**Goal of the exercise**
Copy out all lines bearing the word "VariantKind" from the listing below.

**Exercise input**
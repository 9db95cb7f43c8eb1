use crate::constants::*;
use crate::core::input::PendingVariant;
use crate::core::{FrequencySampler, OrbitCamera, SpectrumSource, VariantKind, Visualizer};
use crate::dom;
use crate::render;
use crate::transport::Player;
use instant::Instant;
use std::cell::RefCell;
use std::rc::Rc;
use wasm_bindgen::closure::Closure;
use wasm_bindgen::JsCast;
use web_sys as web;

pub struct FrameContext<'a> {
    pub source: Rc<RefCell<SpectrumSource>>,
    pub sampler: FrequencySampler,
    pub visualizer: Visualizer,
    pub camera: Rc<RefCell<OrbitCamera>>,
    pub pending_variant: PendingVariant,
    pub player: Player,

    pub canvas: web::HtmlCanvasElement,
    pub gpu: Option<render::GpuState<'a>>,

    pub started: Instant,
    pub last_instant: Instant,
    pub frames: u64,
}

impl<'a> FrameContext<'a> {
    pub fn frame(&mut self) {
        let now = Instant::now();
        let dt_sec = (now - self.last_instant).as_secs_f32().min(MAX_FRAME_DT_SEC);
        self.last_instant = now;
        let elapsed = (now - self.started).as_secs_f64();

        if let Some(kind) = self.pending_variant.take() {
            self.switch_variant(kind);
        }

        // One pull per frame; the tick reads only this snapshot
        let mut source = self.source.borrow_mut();
        let frame = self.sampler.pull(&mut source);
        let list = self.visualizer.tick(frame, elapsed);

        let mut camera = self.camera.borrow_mut();
        camera.update(dt_sec);
        if let Some(g) = &mut self.gpu {
            g.resize_if_needed(self.canvas.width(), self.canvas.height());
            match g.render(dt_sec, list, &camera) {
                Ok(()) => {}
                Err(wgpu::SurfaceError::Lost | wgpu::SurfaceError::Outdated) => {
                    log::warn!("[gpu] surface lost; reconfiguring");
                    g.reconfigure();
                }
                Err(e) => log::error!("[gpu] render error: {:?}", e),
            }
        }
        drop(camera);
        drop(source);

        if self.frames % READOUT_EVERY_FRAMES == 0 {
            self.update_readouts();
        }
        self.frames += 1;
    }

    /// Rebuild visuals and camera for `kind`. The audio binding is untouched.
    pub fn switch_variant(&mut self, kind: VariantKind) {
        if kind == self.visualizer.kind() {
            return;
        }
        let config = kind.config();
        *self.camera.borrow_mut() = OrbitCamera::from_spec(&config.ambient.camera);
        self.visualizer = Visualizer::new(config);
        if let Some(doc) = dom::window_document() {
            dom::set_text(&doc, VARIANT_LABEL_ID, kind.name());
        }
    }

    fn update_readouts(&self) {
        let Some(doc) = dom::window_document() else {
            return;
        };
        let state = self.player.state.borrow();
        dom::set_text(&doc, TIME_LABEL_ID, &state.time_readout());
        dom::set_text(&doc, VOLUME_LABEL_ID, &format!("{}%", state.volume_percent()));
        dom::set_text(&doc, TRACK_LABEL_ID, state.track().unwrap_or("No file"));
        dom::set_text(
            &doc,
            PLAY_BUTTON_ID,
            if state.is_playing() { "Pause" } else { "Play" },
        );
        if let Some(seek) = dom::input_by_id(&doc, SEEK_SLIDER_ID) {
            seek.set_max(&state.duration().to_string());
            // Leave the handle alone while the user drags it
            if !dom::is_focused(&doc, SEEK_SLIDER_ID) {
                seek.set_value_as_number(state.position());
            }
        }
        if let Some(volume) = dom::input_by_id(&doc, VOLUME_SLIDER_ID) {
            volume.set_value_as_number(state.volume() as f64);
        }
    }
}

pub async fn init_gpu(canvas: &web::HtmlCanvasElement) -> Option<render::GpuState<'static>> {
    // The surface borrows the canvas for the life of the page
    let leaked_canvas = Box::leak(Box::new(canvas.clone()));
    match render::GpuState::new(leaked_canvas).await {
        Ok(g) => Some(g),
        Err(e) => {
            log::error!("[gpu] init failed: {:?}", e);
            None
        }
    }
}

pub fn start_loop(frame_ctx: Rc<RefCell<FrameContext<'static>>>) {
    let tick: Rc<RefCell<Option<Closure<dyn FnMut()>>>> = Rc::new(RefCell::new(None));
    let tick_clone = tick.clone();
    let frame_ctx_tick = frame_ctx.clone();
    *tick.borrow_mut() = Some(Closure::wrap(Box::new(move || {
        frame_ctx_tick.borrow_mut().frame();
        request_frame(&tick_clone);
    }) as Box<dyn FnMut()>));
    request_frame(&tick);
}

fn request_frame(tick: &Rc<RefCell<Option<Closure<dyn FnMut()>>>>) {
    if let (Some(w), Some(cb)) = (web::window(), tick.borrow().as_ref()) {
        _ = w.request_animation_frame(cb.as_ref().unchecked_ref());
    }
}
use audioviz_web::core::color::{hex_to_rgb, hsl_degrees_to_rgb, hsl_to_rgb};

fn close(a: [f32; 3], b: [f32; 3]) -> bool {
    a.iter().zip(b.iter()).all(|(x, y)| (x - y).abs() < 1e-5)
}

#[test]
fn primary_hues() {
    assert!(close(hsl_to_rgb(0.0, 1.0, 0.5), [1.0, 0.0, 0.0]));
    assert!(close(hsl_to_rgb(1.0 / 3.0, 1.0, 0.5), [0.0, 1.0, 0.0]));
    assert!(close(hsl_to_rgb(2.0 / 3.0, 1.0, 0.5), [0.0, 0.0, 1.0]));
    // hue wraps
    assert!(close(hsl_to_rgb(1.0, 1.0, 0.5), [1.0, 0.0, 0.0]));
}

#[test]
fn zero_saturation_is_grey() {
    assert!(close(hsl_to_rgb(0.3, 0.0, 0.25), [0.25, 0.25, 0.25]));
}

#[test]
fn degrees_match_unit_hue() {
    assert!(close(hsl_degrees_to_rgb(180.0, 1.0, 0.5), hsl_to_rgb(0.5, 1.0, 0.5)));
    assert!(close(hsl_degrees_to_rgb(180.0, 1.0, 0.5), [0.0, 1.0, 1.0]));
}

#[test]
fn hex_channels() {
    assert!(close(hex_to_rgb(0xff0080), [1.0, 0.0, 128.0 / 255.0]));
    assert!(close(hex_to_rgb(0x000000), [0.0, 0.0, 0.0]));
}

**Written response**
use crate::core::{FrequencySampler, OrbitCamera, SpectrumSource, VariantKind, Visualizer};
    pub fn switch_variant(&mut self, kind: VariantKind) {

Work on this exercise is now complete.